Harvey Pekar got pretty damn famous when the film adaptation of his autobiographical comic, American Splendor, was released to great acclaim in 2003. Since then he’s had great success with the books, Our Movie Year and a new Best of American Splendor collection but you’d never know it when you talk to Harvey. He’s one of the most worried and nervous but very funny people you will ever meet. Now you can discover his origins in the new book, The Quitter. Drawn by indie comic book creator Dean Haspiel, it tells the story of his troubled teen years for the first time. He failed to impress all either in sports, school and even his family. Harvey finally found his niche but those fears he developed live with him even now.

Buy The Quitter

Daniel Robert Epstein: Why did you want to write The Quitter?

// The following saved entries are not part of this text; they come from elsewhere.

//! Cancellable periodic and one-shot jobs driven by an explicit "now".
//!
//! Nothing runs by itself: the owner asks for due jobs with `pop_due` and
//! dispatches them. Cancelling a handle guarantees its job is never delivered
//! again, even if it was already due.

/// Work a timer delivers when it comes due.
#[derive(Debug, Clone, Copy, PartialEq, Eq)]
pub enum Job {
    /// Wall-clock display refresh.
    WallClock,
    /// Chronometer refresh.
    Chronometer,
    /// Automatic registration evaluation.
    AutoCheck,
    /// Re-enable automatic registration after a fire.
    AutoRearm,
}

#[derive(Debug, Clone, Copy, PartialEq, Eq, Hash, PartialOrd, Ord)]
pub struct TimerHandle(u64);

#[derive(Debug)]
struct Entry {
    handle: TimerHandle,
    job: Job,
    due_ms: i64,
    period_ms: Option<i64>,
}

#[derive(Debug, Default)]
pub struct Timers {
    next_handle: u64,
    entries: Vec<Entry>,
}

impl Timers {
    pub fn new() -> Self {
        Self::default()
    }

    /// Deliver `job` every `period_ms`, first at `now_ms + period_ms`.
    pub fn every(&mut self, now_ms: i64, period_ms: i64, job: Job) -> TimerHandle {
        let period_ms = period_ms.max(1);
        self.insert(now_ms + period_ms, Some(period_ms), job)
    }

    /// Deliver `job` once, at `now_ms + delay_ms`.
    pub fn once(&mut self, now_ms: i64, delay_ms: i64, job: Job) -> TimerHandle {
        self.insert(now_ms + delay_ms.max(0), None, job)
    }

    fn insert(&mut self, due_ms: i64, period_ms: Option<i64>, job: Job) -> TimerHandle {
        self.next_handle += 1;
        let handle = TimerHandle(self.next_handle);
        self.entries.push(Entry {
            handle,
            job,
            due_ms,
            period_ms,
        });
        handle
    }

    /// Returns whether the handle was still active.
    pub fn cancel(&mut self, handle: TimerHandle) -> bool {
        let before = self.entries.len();
        self.entries.retain(|e| e.handle != handle);
        self.entries.len() != before
    }

    pub fn is_active(&self, handle: TimerHandle) -> bool {
        self.entries.iter().any(|e| e.handle == handle)
    }

    /// Number of active timers delivering `job`.
    pub fn count(&self, job: Job) -> usize {
        self.entries.iter().filter(|e| e.job == job).count()
    }

    pub fn len(&self) -> usize {
        self.entries.len()
    }

    pub fn is_empty(&self) -> bool {
        self.entries.is_empty()
    }

    pub fn next_due(&self) -> Option<i64> {
        self.entries.iter().map(|e| e.due_ms).min()
    }

    /// Take the earliest job due at `now_ms`.
    ///
    /// One-shot timers are removed. Periodic timers are moved to their next
    /// due time after `now_ms`; missed periods collapse into this delivery.
    pub fn pop_due(&mut self, now_ms: i64) -> Option<(TimerHandle, Job)> {
        let idx = self
            .entries
            .iter()
            .enumerate()
            .filter(|(_, e)| e.due_ms <= now_ms)
            .min_by_key(|(_, e)| (e.due_ms, e.handle))
            .map(|(i, _)| i)?;

        let entry = &mut self.entries[idx];
        let fired = (entry.handle, entry.job);

        match entry.period_ms {
            Some(period) => {
                let behind = (now_ms - entry.due_ms) / period + 1;
                entry.due_ms += behind * period;
            }
            None => {
                self.entries.remove(idx);
            }
        }

        Some(fired)
    }
}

Harvey Pekar: Dean Haspiel was the one who hooked me up with the guy who produced the American Splendor movie. That has been very beneficial to me. I asked Dean if there was anything I could do to pay him back. He said he wanted to illustrate a long work of mine. I tried to come up with something for him and The Quitter was it. It was a period of my life that I hadn’t written about much and I figured I could write a long narrative and he could illustrate it. I’m not saying I would never have written about this had I lived to be 500 years old, but that’s what started me in that direction.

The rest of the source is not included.